Asthma is a multifactorial disease affecting approximately 300 million people worldwide. Multiple genes, environmental risk factors, and their interactions have been associated with asthma. Smoking triggers an IL-17-mediated inflammatory response. The IL-17-related inflammatory response may differ between individuals, and this difference is associated with IL-17 polymorphisms.

OBJECTIVE

Our aim was to investigate the effect of IL-17 polymorphism and its interaction with secondhand smoke on pediatric asthma.

METHODS

The study comprised 100 pediatric asthma patients and 100 healthy children. Cotinine levels were analyzed to show SHS exposure (SHSe).
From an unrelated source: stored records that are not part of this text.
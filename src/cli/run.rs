use crate::config::{load_or_default, validate_config, BackendsConfig, Config, WorkloadConfig};
use crate::dispatch::{
    partition_from, BackendWriteStats, Dispatcher, FailedBatch, MultiBackendWrite, Progress,
    WriteStats,
};
use crate::generator::generate;
use crate::reporting::{render_write_stats, Comparison};
use crate::storage::{DuckDbStore, MongoStore, PostgresStore, ReportStore, ReportWriter};
use std::path::PathBuf;
use std::sync::Arc;
use std::time::{Duration, Instant};
use thiserror::Error;
use tracing::{error, info, warn};

#[derive(Debug, Error)]
pub enum RunError {
    #[error("config error: {0}")]
    Config(#[from] crate::config::ConfigError),

    #[error("storage error: {0}")]
    Storage(#[from] crate::storage::StorageError),

    #[error("task join error: {0}")]
    Join(#[from] tokio::task::JoinError),

    #[error("web server error: {0}")]
    WebServer(String),

    #[error("no backend is available; every enabled backend failed to start")]
    NoBackends,
}

/// Command-line overrides applied on top of the loaded config.
#[derive(Debug, Clone, Default)]
pub struct RunOptions {
    pub total_reports: Option<u64>,
    pub batch_size: Option<usize>,
    pub max_concurrency: Option<usize>,
    pub skip_insert: bool,
    pub clear: bool,
}

impl RunOptions {
    pub fn apply(&self, config: &mut Config) {
        if let Some(total) = self.total_reports {
            config.workload.total_reports = total;
        }
        if let Some(size) = self.batch_size {
            config.workload.batch_size = size;
        }
        if let Some(limit) = self.max_concurrency {
            config.workload.max_concurrency = limit;
        }
        config.run.skip_insert |= self.skip_insert;
        config.run.clear_before |= self.clear;
    }
}

/// One backend, viewed both as a write port and as a full store.
#[derive(Clone)]
pub struct Backend {
    pub writer: Arc<dyn ReportWriter>,
    pub store: Arc<dyn ReportStore>,
}

impl Backend {
    pub fn new<S: ReportStore + 'static>(store: S) -> Self {
        let store = Arc::new(store);
        Self {
            writer: store.clone(),
            store,
        }
    }

    pub fn name(&self) -> &'static str {
        self.writer.name()
    }
}

#[derive(Debug)]
pub struct InsertSummary {
    pub batches: usize,
    pub remaining: u64,
    pub stats: Vec<(&'static str, BackendWriteStats)>,
    pub failures: Vec<FailedBatch>,
    pub elapsed: Duration,
}

pub async fn run(
    config_path: Option<PathBuf>,
    options: RunOptions,
) -> Result<(), Box<dyn std::error::Error>> {
    let (mut config, loaded_from) = load_or_default(config_path.as_deref())?;
    match &loaded_from {
        Some(path) => info!(config_path = %path.display(), "Loaded configuration"),
        None => info!("No config file found, using built-in defaults"),
    }

    options.apply(&mut config);
    validate_config(&config)?;

    let started = Instant::now();
    let candidates = connect_backends(&config.backends).await;
    let backends = prepare_backends(candidates, config.run.clear_before).await?;

    if config.run.skip_insert {
        println!("Skipping insert, querying existing data");
    } else {
        let writers = backends.iter().map(|b| b.writer.clone()).collect();
        let summary = insert_reports(&config.workload, writers).await?;
        print!(
            "{}",
            render_write_stats(&summary.stats, &summary.failures, summary.elapsed)
        );
    }

    let stores: Vec<Arc<dyn ReportStore>> = backends.iter().map(|b| b.store.clone()).collect();
    let comparison = Comparison::collect(&stores).await;
    print!("{}", comparison.render());

    println!("Done. Total time: {:.2} seconds", started.elapsed().as_secs_f64());
    Ok(())
}

/// Connect every enabled backend, skipping those that cannot be reached.
pub async fn connect_backends(config: &BackendsConfig) -> Vec<Backend> {
    let mut backends = Vec::new();

    if config.postgres.enabled {
        let pg = &config.postgres;
        match PostgresStore::connect(&pg.url, pg.write_timeout, pg.read_timeout).await {
            Ok(store) => backends.push(Backend::new(store)),
            Err(e) => error!(backend = "postgres", error = %e, "Failed to connect, skipping backend"),
        }
    }

    if config.mongo.enabled {
        let mongo = &config.mongo;
        match MongoStore::connect(
            &mongo.uri,
            &mongo.database,
            &mongo.collection,
            mongo.write_timeout,
            mongo.read_timeout,
        )
        .await
        {
            Ok(store) => backends.push(Backend::new(store)),
            Err(e) => error!(backend = "mongodb", error = %e, "Failed to connect, skipping backend"),
        }
    }

    if config.duckdb.enabled {
        let duck = &config.duckdb;
        info!(path = %duck.path.display(), "Opening DuckDB database");
        match DuckDbStore::open(&duck.path, duck.write_timeout, duck.read_timeout) {
            Ok(store) => backends.push(Backend::new(store)),
            Err(e) => error!(backend = "duckdb", error = %e, "Failed to open, skipping backend"),
        }
    }

    backends
}

/// Ensure schemas exist and optionally empty every backend.
///
/// A backend that fails either step is dropped from the run; the run only
/// fails when none remain.
pub async fn prepare_backends(candidates: Vec<Backend>, clear: bool) -> Result<Vec<Backend>, RunError> {
    let mut ready = Vec::with_capacity(candidates.len());

    for backend in candidates {
        if let Err(e) = backend.store.init_schema().await {
            error!(backend = backend.name(), error = %e, "Schema initialisation failed, dropping backend");
            continue;
        }

        if clear {
            if let Err(e) = backend.store.clear().await {
                error!(backend = backend.name(), error = %e, "Clearing failed, dropping backend");
                continue;
            }
            info!(backend = backend.name(), "Cleared existing reports");
        }

        ready.push(backend);
    }

    if ready.is_empty() {
        return Err(RunError::NoBackends);
    }

    info!(
        backends = ?ready.iter().map(Backend::name).collect::<Vec<_>>(),
        "Backends ready"
    );
    Ok(ready)
}

/// Generate the workload round by round and write it through one shared dispatcher.
///
/// Rounds are submitted as soon as they are generated; the only wait for
/// workers to finish is the final drain.
pub async fn insert_reports(
    workload: &WorkloadConfig,
    writers: Vec<Arc<dyn ReportWriter>>,
) -> Result<InsertSummary, RunError> {
    let started = Instant::now();
    let total = workload.total_reports;
    let round_size = workload.effective_round_size().max(1) as u64;
    let rounds = total.div_ceil(round_size);

    let progress = Arc::new(Progress::new(total));
    let stats = Arc::new(WriteStats::new());
    let action = Arc::new(MultiBackendWrite::new(writers, progress.clone(), stats.clone()));
    let dispatcher = Dispatcher::new(workload.max_concurrency);

    info!(
        total,
        batch_size = workload.batch_size,
        max_concurrency = dispatcher.capacity(),
        rounds,
        "Starting inserts"
    );

    let mut generated = 0u64;
    let mut next_seq = 0usize;
    let mut round = 0u64;

    while generated < total {
        round += 1;
        let count = round_size.min(total - generated) as usize;
        info!(round, rounds, count, "Generating reports");

        let reports = tokio::task::spawn_blocking(move || generate(count)).await?;
        let batches = partition_from(reports, workload.batch_size, next_seq);
        let batch_count = batches.len();
        generated += count as u64;

        let submitted = dispatcher.submit(batches, Arc::clone(&action)).await;
        next_seq += submitted;
        if submitted < batch_count {
            warn!(round, submitted, batch_count, "Dispatcher stopped accepting batches, ending generation");
            break;
        }
    }

    dispatcher.drain().await;

    let remaining = progress.remaining();
    let elapsed = started.elapsed();
    info!(
        batches = next_seq,
        remaining,
        elapsed_ms = elapsed.as_millis() as u64,
        "All batch inserts finished"
    );

    Ok(InsertSummary {
        batches: next_seq,
        remaining,
        stats: stats.snapshot(),
        failures: stats.failures(),
        elapsed,
    })
}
A genetic study was conducted to reveal IL-17F(rs763780) and IL-17A (rs8193036, rs2275913) polymorphisms. The study participants were categorized into four groups based on the cotinine results: asthma with SHSe, asthma without SHSe, control with SHSe, and control without SHSe.

RESULTS

The median cotinine concentration was 11.06 ng/ml. Children with asthma had lower cotinine levels than healthy children ( < 0.001). Genotype distributions and allele frequencies of rs763780, rs8193036, and rs2275913 were compared among the four groups, and no significant differences were found.

CONCLUSION

This study is the first to demonstrate the relationship between IL-17 polymorphisms and SHS interaction in childhood asthma. Neither the presence of IL-17 polymorphisms nor the interaction of these polymorphisms with SHS was found to be associated. The lower cotinine levels in asthmatic children suggest that parents are more susceptible to SHSe. Cotinine levels in our cohort were significantly greater than those found in developed countries. This demonstrates that exposure to SHS is still a serious environmental issue in our country.